# Bear kills her cub and then herself *May cause upset*



## Aurelia (Apr 29, 2010)

This is so so tragic :crying:

I warn you now it is a disturbing read about cruelty and death :crying:

Mother bear kills cub and then itself

I can not believe what these poor bears are subjected too ... That poor mother bear :crying:


----------



## bearcub (Jul 19, 2011)

That is one of the saddest stories I've ever read. How are people capable of such cruelty?


----------



## _Sara_ (Aug 15, 2009)

That's awful  I watch that Moonbear program on animal planet about them a while back, at least some are getting out. Shouldn't be happening in the first place tho


----------



## Kittenfostermummy (Jul 25, 2011)

OMG :crying::crying::crying: And some people say animals cant feel pain or emotions grrrrrrr :cursing:


----------



## jill3 (Feb 18, 2009)

very very sad:crying::crying:
Sorry but China is an EVIL place.:cursing:
A place where i would never travel to.


----------



## Doolally (Oct 12, 2010)

Animals Asia do a fantastic job rescuing and rehabilitating a decent number of lucky bears they can get to. Please all read about the work Animals Asia does and maybe think about supporting them (they also do a lot of educational work, and do a lot for the cat/dog meat trade in asia), hopefully it'll give you some hope after reading such a sad story....although for some reason their website isn't working at the mo?


----------



## 912142 (Mar 28, 2011)

God words fails me!

This is not the first time that China has been in the news for cruelty to animals - it's just unbelievable. Surely pressure can be put to bear from other countries to stop this?


----------



## noushka05 (Mar 28, 2008)

oh dear god why did i read that ...how vile an animal we are im so ashamed!

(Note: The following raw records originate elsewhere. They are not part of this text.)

//
// Copyright 2025-2026 Hans W. Uhlig. All Rights Reserved.
//
// Licensed under the Apache License, Version 2.0 (the "License");
// you may not use this file except in compliance with the License.
// You may obtain a copy of the License at
//
//      http://www.apache.org/licenses/LICENSE-2.0
//
// Unless required by applicable law or agreed to in writing, software
// distributed under the License is distributed on an "AS IS" BASIS,
// WITHOUT WARRANTIES OR CONDITIONS OF ANY KIND, either express or implied.
// See the License for the specific language governing permissions and
// limitations under the License.
//

//! Identifiers shared between the world server and its clients

use serde::{Deserialize, Serialize};
use uuid::Uuid;

/// Stable identifier of a companion, constant across restarts and saves
///
/// This is the persistent half of a companion's identity. The server maps it
/// onto a transient hecs entity handle through its registry.
#[derive(Debug, Clone, Copy, PartialEq, Eq, PartialOrd, Ord, Hash, Serialize, Deserialize)]
#[serde(transparent)]
pub struct CompanionId(pub Uuid);

impl CompanionId {
    /// Create a new random companion id
    pub fn new() -> Self {
        Self(Uuid::new_v4())
    }

    pub fn uuid(&self) -> Uuid {
        self.0
    }
}

impl Default for CompanionId {
    fn default() -> Self {
        Self::new()
    }
}

impl std::fmt::Display for CompanionId {
    fn fmt(&self, f: &mut std::fmt::Formatter<'_>) -> std::fmt::Result {
        write!(f, "{}", self.0)
    }
}

impl From<Uuid> for CompanionId {
    fn from(uuid: Uuid) -> Self {
        Self(uuid)
    }
}

/// Identity of a player account, used for ownership checks
#[derive(Debug, Clone, Copy, PartialEq, Eq, PartialOrd, Ord, Hash, Serialize, Deserialize)]
#[serde(transparent)]
pub struct PlayerId(pub Uuid);

impl PlayerId {
    pub fn new() -> Self {
        Self(Uuid::new_v4())
    }

    pub fn uuid(&self) -> Uuid {
        self.0
    }
}

impl Default for PlayerId {
    fn default() -> Self {
        Self::new()
    }
}

impl std::fmt::Display for PlayerId {
    fn fmt(&self, f: &mut std::fmt::Formatter<'_>) -> std::fmt::Result {
        write!(f, "{}", self.0)
    }
}

impl From<Uuid> for PlayerId {
    fn from(uuid: Uuid) -> Self {
        Self(uuid)
    }
}
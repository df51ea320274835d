//
// Copyright 2025-2026 Hans W. Uhlig. All Rights Reserved.
//
// Licensed under the Apache License, Version 2.0 (the "License");
// you may not use this file except in compliance with the License.
// You may obtain a copy of the License at
//
//      http://www.apache.org/licenses/LICENSE-2.0
//
// Unless required by applicable law or agreed to in writing, software
// distributed under the License is distributed on an "AS IS" BASIS,
// WITHOUT WARRANTIES OR CONDITIONS OF ANY KIND, either express or implied.
// See the License for the specific language governing permissions and
// limitations under the License.
//

//! Companion skins and the profiles they may reference

use serde::{Deserialize, Serialize};
use std::str::FromStr;
use uuid::Uuid;

/// Where a skin texture comes from
#[derive(Debug, Clone, Copy, PartialEq, Eq, Hash, Serialize, Deserialize)]
pub enum SkinSource {
    /// One of the built-in textures, referenced by name
    Default,
    /// A texture downloaded from an http(s) URL
    Url,
    /// The skin of a player account, referenced by player name
    Player,
}

impl SkinSource {
    pub fn as_str(&self) -> &'static str {
        match self {
            SkinSource::Default => "default",
            SkinSource::Url => "url",
            SkinSource::Player => "player",
        }
    }
}

impl FromStr for SkinSource {
    type Err = String;

    fn from_str(s: &str) -> Result<Self, Self::Err> {
        match s {
            "default" => Ok(SkinSource::Default),
            "url" => Ok(SkinSource::Url),
            "player" => Ok(SkinSource::Player),
            other => Err(format!("Unknown skin source: {:?}", other)),
        }
    }
}

/// A player profile resolved from a player name
#[derive(Debug, Clone, PartialEq, Eq, Hash, Serialize, Deserialize)]
pub struct ResolvedProfile {
    pub id: Uuid,
    pub name: String,
    /// Texture location published by the profile service, if any
    pub texture: Option<String>,
}

/// The cosmetic skin a companion is rendered with
#[derive(Debug, Clone, PartialEq, Eq, Serialize, Deserialize)]
pub struct Skin {
    pub source: SkinSource,
    pub reference: String,
    /// Only meaningful for [`SkinSource::Player`]; filled in once resolved
    pub profile: Option<ResolvedProfile>,
}

impl Skin {
    pub fn new(source: SkinSource, reference: impl Into<String>) -> Self {
        Self {
            source,
            reference: reference.into(),
            profile: None,
        }
    }

    /// Whether this skin still waits for its profile to be resolved
    pub fn needs_resolution(&self) -> bool {
        self.source == SkinSource::Player && self.profile.is_none()
    }
}

impl Default for Skin {
    fn default() -> Self {
        Self::new(SkinSource::Default, "default")
    }
}

#[cfg(test)]
mod tests {
    use super::*;

    #[test]
    fn test_parse_source() {
        assert_eq!("url".parse::<SkinSource>(), Ok(SkinSource::Url));
        assert_eq!("player".parse::<SkinSource>(), Ok(SkinSource::Player));
        assert!("URL".parse::<SkinSource>().is_err());
        assert!("".parse::<SkinSource>().is_err());
    }

    #[test]
    fn test_needs_resolution() {
        assert!(!Skin::default().needs_resolution());
        assert!(Skin::new(SkinSource::Player, "Notch").needs_resolution());
        assert!(!Skin::new(SkinSource::Url, "https://example.com/a.png").needs_resolution());
    }
}
//
// Copyright 2025-2026 Hans W. Uhlig. All Rights Reserved.
//
// Licensed under the Apache License, Version 2.0 (the "License");
// you may not use this file except in compliance with the License.
// You may obtain a copy of the License at
//
//      http://www.apache.org/licenses/LICENSE-2.0
//
// Unless required by applicable law or agreed to in writing, software
// distributed under the License is distributed on an "AS IS" BASIS,
// WITHOUT WARRANTIES OR CONDITIONS OF ANY KIND, either express or implied.
// See the License for the specific language governing permissions and
// limitations under the License.
//

use crate::ecs::components::{
    Companion, CompanionError, Player, Position, StatusEffect, StatusEffectType, StatusEffects,
    TamedAnimal,
};
use crate::ecs::effects::ParticleKind;
use crate::ecs::systems::{TickContext, companion_of, position_of};
use crate::ecs::{EcsEntity, SideEffect};
use hecs::Entity;
use menagerie_common::Archetype;
use rand::seq::IndexedRandom;

pub const SUPPORT_TIER_2_LEVEL: u32 = 5;
pub const SUPPORT_TIER_3_LEVEL: u32 = 20;

const TIER_1: [StatusEffectType; 2] = [StatusEffectType::Speed, StatusEffectType::Haste];
const TIER_2: [StatusEffectType; 2] = [StatusEffectType::Strength, StatusEffectType::Resistance];
const TIER_3: [StatusEffectType; 2] = [
    StatusEffectType::Regeneration,
    StatusEffectType::FireResistance,
];

/// Buffs a supporter of the given level can hand out
pub fn unlocked_effects(level: u32) -> Vec<StatusEffectType> {
    let mut pool = TIER_1.to_vec();
    if level >= SUPPORT_TIER_2_LEVEL {
        pool.extend(TIER_2);
    }
    if level >= SUPPORT_TIER_3_LEVEL {
        pool.extend(TIER_3);
    }
    pool
}

/// Pick one unlocked buff and give it to the first candidate lacking it
///
/// Candidates in order, all within the radius: owner, self, other players,
/// owned healers, then other owned pets.
pub(super) fn support(
    ctx: &mut TickContext<'_>,
    entity: EcsEntity,
) -> Result<Vec<SideEffect>, CompanionError> {
    let config = &ctx.config.features.supporter;
    let origin = position_of(ctx.world, entity)?;
    let (owner, level) = {
        let companion = companion_of(ctx.world, entity)?;
        (companion.owner(), companion.level())
    };

    let pool = unlocked_effects(level);
    let Some(effect) = pool.choose(&mut *ctx.rng).copied() else {
        return Ok(Vec::new());
    };

    let in_radius = |position: &Position| origin.within(position, config.radius);

    let mut owner_entity = None;
    let mut players = Vec::new();
    for (player_entity, player, position) in ctx.world.query::<(Entity, &Player, &Position)>().iter()
    {
        if !in_radius(position) {
            continue;
        }
        if Some(player.id) == owner {
            owner_entity = Some(player_entity);
        } else {
            players.push(player_entity);
        }
    }

    let mut candidates: Vec<Entity> = Vec::new();
    candidates.extend(owner_entity);
    candidates.push(entity);
    candidates.extend(players);

    if let Some(owner) = owner {
        let mut healers = Vec::new();
        let mut pets = Vec::new();
        for (pet, companion, position) in ctx
            .world
            .query::<(Entity, &Companion, &Position)>()
            .iter()
        {
            if pet == entity || !companion.is_owned_by(owner) || !in_radius(position) {
                continue;
            }
            if companion.archetype == Archetype::Healer {
                healers.push(pet);
            } else {
                pets.push(pet);
            }
        }
        pets.extend(
            ctx.world
                .query::<(Entity, &TamedAnimal, &Position)>()
                .iter()
                .filter(|(_, tamed, position)| tamed.owner == owner && in_radius(position))
                .map(|(pet, ..)| pet),
        );
        candidates.extend(healers);
        candidates.extend(pets);
    }

    let Some(recipient) = candidates.into_iter().find(|candidate| {
        ctx.world
            .get::<&StatusEffects>(*candidate)
            .map(|effects| !effects.has_effect(effect))
            .unwrap_or(false)
    }) else {
        return Ok(Vec::new());
    };

    if let Ok(mut effects) = ctx.world.get::<&mut StatusEffects>(recipient) {
        effects.add_effect(StatusEffect::new(effect, config.duration, 0));
    }
    if let Ok(mut companion) = ctx.world.get::<&mut Companion>(entity) {
        companion.add_experience(1);
    }
    tracing::debug!(
        "Companion {:?} granted {} to {:?}",
        entity,
        effect.as_str(),
        recipient
    );

    Ok(vec![SideEffect::Particles {
        at: position_of(ctx.world, recipient)?.0,
        kind: ParticleKind::Buff,
    }])
}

i only hope those who treat these poor wretched animals so cruelly suffer the same pain and torment! i hate them with a vengence!


----------



## YoshiLea (Aug 11, 2011)

That is so heartbreaking  I don't even know what to say to that.. Too sad


----------



## leashedForLife (Nov 1, 2009)

Aurelia said:


> Mother bear kills cub and then itself


she may have killed her cub - but she did not kill her cub _to save the baby from a life of misery._

she also did not commit suicide - despite the headline. It's equally possible that she was killed by the employees, 
as she was loose & a danger to everyone. Claiming she died of accidental injuries gets them off the hook.

smacking her in the head with a blunt object would cause injuries amazingly similar to 'running into a wall'.

note that i'm not saying bear-bile farms are NOT cruel - they are. 
i'm saying this story is not factual.


----------



## emsky (Jul 26, 2011)

This is horrible, I hate to say it but the Chinese seem to have very little respect for animals. Feeding live animals to lions and tigers for the audiences amusement, selling live animals as keyrings, skinning dogs alive because they taste better when will it end?


----------



## ratgal (Jul 14, 2010)

And to think about what treatments they use this bear bile for? Doesn't seem necessary at all...poor bearies


----------



## lisaloo1 (Aug 8, 2011)

Omg I never knew this went on, its shocking and really sad, how can people do this kind of thing, gobsmacked!!!


----------